Why patent trolls sue and win with weak patents.

Joshua Walker, the CEO of Lex Machina will be one of the guest speakers at The Patent Paradox, a course John Kelley and I will teach this quarter (Winter '12) at Stanford University Continuing Studies program. The 2010 NBER paper Joshua co-authored with John R. Allison (University of Texas, Austin) and Mark A. Lemley (Stanford University) analyses the quality of highly litigated patents. The authors discover a strange phenomenon:
But what we found was dramatic and unexpected: the patents and patentees that occupy the most time and attention in court and in public policy debates—the very patents that economists consider the most valuable—are astonishingly weak. Nonpracticing entities and software patentees almost never win their cases.
That is, patent trolls sue with very weak patents. Most, if not all of the patents, get invalidated in the process. Why do they do that? The authors of the paper are buffled:
Finally, our results are a bit of a puzzle for the most common law and economics models of litigation. ... they do beg the question of what is motivating the parties in these cases.
I think the answer to this puzzle can be found in Daniel Kahneman's book "Thinking Fast and Slow." In the Fourfold Pattern chapter he describes risk-related behavior with low-probability loss outcome.

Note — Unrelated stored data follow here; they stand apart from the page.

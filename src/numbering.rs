//! Identifier numbering: lenient integer parsing, zero padding and the per-session counters.

use crate::error::{Error, Result};
use crate::formats::HeadingType;

/// Running counters for auto-numbered records.
///
/// Owned by [`crate::output::OutputSequence`] and reset only by its `clear()`.
#[derive(Debug, Clone, Copy, Default, PartialEq, Eq)]
pub struct Counters {
    pub main_heading: u32,
    pub sub_heading: u32,
    pub hints: u32,
}

impl Counters {
    pub fn next_heading_id(&mut self, heading_type: HeadingType) -> String {
        match heading_type {
            HeadingType::Main => {
                self.main_heading += 1;
                format!("main-heading-{}", self.main_heading)
            }
            HeadingType::Sub => {
                self.sub_heading += 1;
                format!("sub-heading-{}", self.sub_heading)
            }
        }
    }

    pub fn next_hints_id(&mut self) -> String {
        self.hints += 1;
        format!("hints-{}", self.hints)
    }

    pub fn reset(&mut self) {
        *self = Self::default();
    }
}

/// Parses the leading integer of `input`.
///
/// Leading whitespace is skipped, one optional sign is accepted, and the longest run of ASCII
/// digits after it is used; anything after the digits is ignored (`"12abc"` is 12).
#[must_use]
pub fn parse_leading_int(input: &str) -> Option<i64> {
    let rest = input.trim_start();
    let (negative, rest) = match rest.as_bytes().first() {
        Some(b'-') => (true, &rest[1..]),
        Some(b'+') => (false, &rest[1..]),
        _ => (false, rest),
    };

    let digits_end = rest
        .find(|c: char| !c.is_ascii_digit())
        .unwrap_or(rest.len());
    let digits = &rest[..digits_end];
    if digits.is_empty() {
        return None;
    }

    let magnitude: i64 = digits.parse().ok()?;
    Some(if negative { -magnitude } else { magnitude })
}

/// Left-pads the decimal text with `0` to at least three characters. Wider numbers keep every
/// digit (`1000` stays `1000`) and a sign counts as a character (`-5` becomes `0-5`).
#[must_use]
pub fn pad3(n: i64) -> String {
    format!("{:0>3}", n.to_string())
}

/// Formats a paragraph custom id: `"7"` becomes `"007"`.
pub fn format_custom_id(input: &str) -> Result<String> {
    let n = parse_leading_int(input).ok_or_else(|| Error::InvalidCustomId {
        input: input.to_owned(),
    })?;
    Ok(pad3(n))
}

The key to understanding is not the troll's, but the defendant's behavior. The defendant in a patent suit faces a very low probability of losing against a weak patent portfolio. Since the defendant, usually a large corporation, is loss averse and the probability of loss is non-zero, he is willing to settle under unfavorable conditions (lower-right corner.) On the other hand, the troll with a weak portfolio is facing a high probability of loss; therefore, he is risk seeking (upper-right corner.)
The most likely outcome of this confrontation is an out of court settlement which favors the troll.

Patent Quality and Settlement Among Repeat Patent Litigants. 2010, John R. Allison, Mark A. Lemley & Joshua Walker.
Thinking Fast and Slow. 2011. David Kahneman.